Bildungsarbeit ist für sie niemals langweilig: „Der Blick auf die Geschichte ist von der Gegenwart geprägt. Es werden immer neue Fragen von den Kindern und Jugendlichen aufgeworfen, auch durch die gegenwärtigen Herausforderungen in der Gesellschaft“, sagt die 41-Jährige. Der Gegenwartsbezug ist charakteristisch für das Ausstellungskonzept „Alles über Anne“. „Wir sollten uns über die Geschichte von Anne Fragen ins Heute stellen“, findet auch Giulia Tonelli.
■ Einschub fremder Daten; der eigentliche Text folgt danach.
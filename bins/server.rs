use configs::AppConfig;
use dotenvy::dotenv;
use tracing::{error, info};
use uuid::Uuid;

fn main() -> std::process::ExitCode {
    // .env first so RUST_LOG / DATABASE_URL are visible
    dotenv().ok();

    let cfg = match AppConfig::load_and_validate() {
        Ok(cfg) => cfg,
        Err(e) => {
            common::utils::logging::init_logging_default();
            error!(service = "server", event = "config_invalid", error = %e, "cannot load configuration");
            return std::process::ExitCode::FAILURE;
        }
    };
    common::utils::logging::init_logging(cfg.server.log_json);
    info!(service = "server", event = "logger_init", "tracing subscriber initialized");

    let service_id = Uuid::new_v4();
    let pid = std::process::id();
    let version = env!("CARGO_PKG_VERSION");

    std::panic::set_hook(Box::new(move |info| {
        error!(
            service = "server",
            event = "panic",
            %service_id,
            pid,
            message = %info,
            "unhandled panic occurred"
        );
    }));

    let worker_threads = cfg.server.worker_threads;
    let mut builder = tokio::runtime::Builder::new_multi_thread();
    builder.enable_all();
    if let Some(w) = worker_threads { builder.worker_threads(w); }

    let rt = match builder.build() {
        Ok(rt) => rt,
        Err(e) => {
            error!(service = "server", event = "runtime_build_failed", error = %e, "failed to build tokio runtime");
            return std::process::ExitCode::FAILURE;
        }
    };

    info!(
        service = "server",
        event = "start",
        %service_id,
        pid,
        version,
        threads = worker_threads.unwrap_or_default(),
        "server service starting"
    );

    match rt.block_on(server::run(cfg)) {
        Ok(()) => {
            info!(service = "server", event = "stop", %service_id, pid, "server stopped normally");
            std::process::ExitCode::SUCCESS
        }
        Err(e) => {
            error!(service = "server", event = "run_failed", error = %e, "server::run returned error");
            std::process::ExitCode::FAILURE
        }
    }
}
//! Request inputs shared by the HTTP layer and the seeder.

use chrono::{DateTime, FixedOffset};
use serde::{Deserialize, Serialize};

#[derive(Debug, Clone, Deserialize, Serialize)]
pub struct NewCollege {
    pub name: String,
}

#[derive(Debug, Clone, Deserialize, Serialize)]
pub struct NewStudent {
    pub name: String,
    pub email: String,
    pub college_id: i32,
}

/// `event_type` stays a string here so unknown kinds surface as validation errors.
#[derive(Debug, Clone, Deserialize, Serialize)]
pub struct NewEvent {
    pub title: String,
    pub event_type: String,
    pub starts_at: DateTime<FixedOffset>,
    pub ends_at: DateTime<FixedOffset>,
    pub college_id: i32,
}

#[derive(Debug, Clone, Deserialize, Serialize)]
pub struct NewRegistration {
    pub student_id: i32,
    pub event_id: i32,
}

#[derive(Debug, Clone, Deserialize, Serialize)]
pub struct MarkAttendance {
    pub registration_id: i32,
}

#[derive(Debug, Clone, Deserialize, Serialize)]
pub struct NewFeedback {
    pub registration_id: i32,
    /// Wider than the column so out-of-range values reach validation.
    pub rating: i64,
    #[serde(default)]
    pub comment: Option<String>,
}

#[derive(Debug, Clone, Default, Deserialize)]
pub struct PopularityFilter {
    pub college_id: Option<i32>,
    pub event_type: Option<String>,
}

#[derive(Debug, Clone, Default, Deserialize)]
pub struct TopStudentsQuery {
    /// Signed so that negative sizes are clamped rather than rejected.
    pub limit: Option<i64>,
    pub college_id: Option<i32>,
}
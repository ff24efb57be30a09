use std::{env, time::Duration};

use configs::DatabaseConfig;
use migration::MigratorTrait;
use sea_orm::{ConnectOptions, Database, DatabaseConnection};
use tokio::sync::OnceCell;
use tracing::info;

/// Open a pool sized and timed by `cfg`.
///
/// In-memory SQLite is pinned to a single connection so every query sees
/// the same database.
pub async fn connect_with_config(cfg: &DatabaseConfig) -> anyhow::Result<DatabaseConnection> {
    let in_memory = cfg.is_sqlite() && cfg.url.contains(":memory:");
    let mut opts = ConnectOptions::new(cfg.url.clone());
    opts.max_connections(cfg.max_connections)
        .min_connections(cfg.min_connections)
        .connect_timeout(Duration::from_secs(cfg.connect_timeout_secs))
        .acquire_timeout(Duration::from_secs(cfg.acquire_timeout_secs))
        .sqlx_logging(cfg.sqlx_logging);
    if in_memory {
        // the database lives only as long as its one connection: no idle
        // timeout or max lifetime (sea-orm setters cannot unset them, so
        // they are simply never set)
        opts.max_connections(1).min_connections(1);
    } else {
        opts.idle_timeout(Duration::from_secs(cfg.idle_timeout_secs))
            .max_lifetime(Duration::from_secs(cfg.max_lifetime_secs));
    }
    let db = Database::connect(opts).await?;
    Ok(db)
}

/// Apply every pending migration.
pub async fn migrate(db: &DatabaseConnection) -> anyhow::Result<()> {
    migration::Migrator::up(db, None).await?;
    info!(event = "migrations_applied", "database schema is up to date");
    Ok(())
}

// Shared databases are migrated once per test process
static TEST_MIGRATED: OnceCell<()> = OnceCell::const_new();

/// Connection for tests: `TEST_DATABASE_URL` when set, otherwise a fresh
/// in-memory SQLite database. The schema is migrated before returning.
pub async fn connect_test() -> anyhow::Result<DatabaseConnection> {
    match env::var("TEST_DATABASE_URL") {
        Ok(url) => {
            let cfg = DatabaseConfig { url, max_connections: 20, min_connections: 1, acquire_timeout_secs: 10, ..Default::default() };
            TEST_MIGRATED
                .get_or_try_init(|| async {
                    let db = connect_with_config(&cfg).await?;
                    migrate(&db).await?;
                    Ok::<(), anyhow::Error>(())
                })
                .await?;
            connect_with_config(&cfg).await
        }
        Err(_) => {
            let cfg = DatabaseConfig { url: "sqlite::memory:".into(), ..Default::default() };
            let db = connect_with_config(&cfg).await?;
            migrate(&db).await?;
            Ok(db)
        }
    }
}
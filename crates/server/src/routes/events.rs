use axum::{extract::State, Json};
use tracing::info;

use models::event;
use service::{domain::NewEvent, event_service};

use crate::errors::JsonApiError;
use crate::state::AppState;

#[utoipa::path(post, path = "/events", tag = "events", request_body = crate::openapi::EventCreateDoc, responses((status = 200, description = "Created"), (status = 400, description = "Bad Request"), (status = 404, description = "Unknown college")))]
pub async fn create(State(state): State<AppState>, Json(input): Json<NewEvent>) -> Result<Json<event::Model>, JsonApiError> {
    let created = event_service::create_event(&state.db, &input).await?;
    info!(event_id = created.id, event_type = %created.event_type, "created event");
    Ok(Json(created))
}
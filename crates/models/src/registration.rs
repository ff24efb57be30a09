use chrono::Utc;
use sea_orm::{entity::prelude::*, ConnectionTrait, Set};
use serde::{Deserialize, Serialize};

use crate::errors::ModelError;
use crate::{event, student};

#[derive(Clone, Debug, PartialEq, DeriveEntityModel, Serialize, Deserialize)]
#[sea_orm(table_name = "registration")]
pub struct Model {
    #[sea_orm(primary_key)]
    pub id: i32,
    pub student_id: i32,
    pub event_id: i32,
    pub registered_at: DateTimeWithTimeZone,
}

#[derive(Copy, Clone, Debug, EnumIter)]
pub enum Relation {
    Student,
    Event,
}

impl RelationTrait for Relation {
    fn def(&self) -> RelationDef {
        match self {
            Relation::Student => Entity::belongs_to(student::Entity).from(Column::StudentId).to(student::Column::Id).into(),
            Relation::Event => Entity::belongs_to(event::Entity).from(Column::EventId).to(event::Column::Id).into(),
        }
    }
}

impl Related<student::Entity> for Entity {
    fn to() -> RelationDef {
        Relation::Student.def()
    }
}

impl Related<event::Entity> for Entity {
    fn to() -> RelationDef {
        Relation::Event.def()
    }
}

impl ActiveModelBehavior for ActiveModel {}

pub async fn create(db: &impl ConnectionTrait, student_id: i32, event_id: i32) -> Result<Model, ModelError> {
    let am = ActiveModel {
        student_id: Set(student_id),
        event_id: Set(event_id),
        registered_at: Set(Utc::now().into()),
        ..Default::default()
    };
    Ok(am.insert(db).await?)
}

pub async fn find_pair(db: &impl ConnectionTrait, student_id: i32, event_id: i32) -> Result<Option<Model>, ModelError> {
    Ok(Entity::find()
        .filter(Column::StudentId.eq(student_id))
        .filter(Column::EventId.eq(event_id))
        .one(db)
        .await?)
}
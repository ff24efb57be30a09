pub mod attendance;
pub mod colleges;
pub mod events;
pub mod feedback;
pub mod registrations;
pub mod reports;
pub mod students;

use axum::{
    routing::{get, post},
    Json, Router,
};
use tower_http::{
    cors::CorsLayer,
    trace::{DefaultMakeSpan, DefaultOnFailure, DefaultOnRequest, DefaultOnResponse, TraceLayer},
};
use tracing::Level;
use utoipa::OpenApi;

use common::types::Health;

use crate::openapi::ApiDoc;
use crate::state::AppState;

#[utoipa::path(get, path = "/health", tag = "health", responses((status = 200, description = "OK")))]
pub async fn health() -> Json<Health> {
    Json(Health { status: "ok" })
}

pub async fn openapi_json() -> Json<utoipa::openapi::OpenApi> {
    Json(ApiDoc::openapi())
}

/// Build the full application router: health, docs, writes and reports.
pub fn build_router(state: AppState, cors: CorsLayer) -> Router {
    let public = Router::new()
        .route("/health", get(health))
        .route("/api-docs/openapi.json", get(openapi_json));

    let writes = Router::new()
        .route("/colleges", post(colleges::create))
        .route("/students", post(students::create))
        .route("/events", post(events::create))
        .route("/registrations", post(registrations::create))
        .route("/attendance", post(attendance::mark))
        .route("/feedback", post(feedback::submit));

    let reports = Router::new()
        .route("/reports/event-popularity", get(reports::event_popularity))
        .route("/reports/event-stats/:event_id", get(reports::event_stats))
        .route("/reports/student-participation/:student_id", get(reports::student_participation))
        .route("/reports/top-active-students", get(reports::top_active_students));

    public
        .merge(writes)
        .merge(reports)
        .with_state(state)
        .layer(cors)
        .layer(
            TraceLayer::new_for_http()
                .make_span_with(DefaultMakeSpan::new().level(Level::INFO).include_headers(false))
                .on_request(DefaultOnRequest::new().level(Level::INFO))
                .on_response(DefaultOnResponse::new().level(Level::INFO).include_headers(false))
                // 5xx responses are logged at ERROR
                .on_failure(DefaultOnFailure::new().level(Level::ERROR)),
        )
}
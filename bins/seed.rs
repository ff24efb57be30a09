//! Populate the configured database with demo data.
//! Run: cargo run --bin seed
use configs::AppConfig;
use dotenvy::dotenv;
use tracing::info;

#[tokio::main]
async fn main() -> anyhow::Result<()> {
    dotenv().ok();
    let cfg = AppConfig::load_and_validate()?;
    common::utils::logging::init_logging(cfg.server.log_json);

    let db = models::db::connect_with_config(&cfg.database).await?;
    models::db::migrate(&db).await?;

    let summary = service::seed::seed_demo(&db).await?;
    if summary.skipped {
        info!(service = "seed", event = "noop", "demo data already present");
    } else {
        info!(service = "seed", event = "done", ?summary, "seeded demo data");
    }
    Ok(())
}
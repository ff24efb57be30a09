//! Shared building blocks for the campus event workspace.

pub mod types;
pub mod utils;

#[cfg(test)]
mod tests {
    use super::*;

    #[test]
    fn health_type_ok() {
        let h = types::Health { status: "ok" };
        assert_eq!(h.status, "ok");
    }

    #[test]
    fn message_from_str() {
        let m = types::Message::new("Attendance marked");
        assert_eq!(m.message, "Attendance marked");
        assert_eq!(m, types::Message { message: "Attendance marked".to_string() });
    }
}
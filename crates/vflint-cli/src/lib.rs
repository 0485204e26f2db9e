//! vflint CLI library.
//!
//! This module exposes internal types for testing purposes.
//! The main entry point is the `vflint` binary.

pub mod cli;
pub mod fix;
pub mod input;
pub mod output;

// Re-export commonly used types
pub use cli::Args;
//! Lint rule implementations and registry.

use super::rule::LintRule;

pub mod vf_001;

/// Returns all available lint rules.
pub fn all_rules() -> Vec<Box<dyn LintRule>> {
    vec![Box::new(vf_001::VerticalFormattingCase)]
}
Sie sei oft erstaunt, wie sich Kinder und Jugendliche nach einem Besuch des Lernorts innerhalb kurzer Zeit öffnen und über eigene Diskriminierungserfahrungen sprechen. „Wenn wir in die Geschichte schauen, können wir uns sehr genau vor Augen führen, welche Auswirkungen unser Verhalten haben kann“, so Veronika Nahm.
Was passieren kann, wenn wir nicht solidarisch sind und uns nicht stark machen gegen diskriminierende Tendenzen.
Eigene Positionen zu finden und sensibel zu bleiben für Ungerechtigkeiten – das wollen die Pädagoginnen an Kinder und Jugendliche vermitteln. Dafür steht das Anne Frank Zentrum das ganze Jahr über allen interessierten Familien mit einem vielfältigen Begleitangebot offen.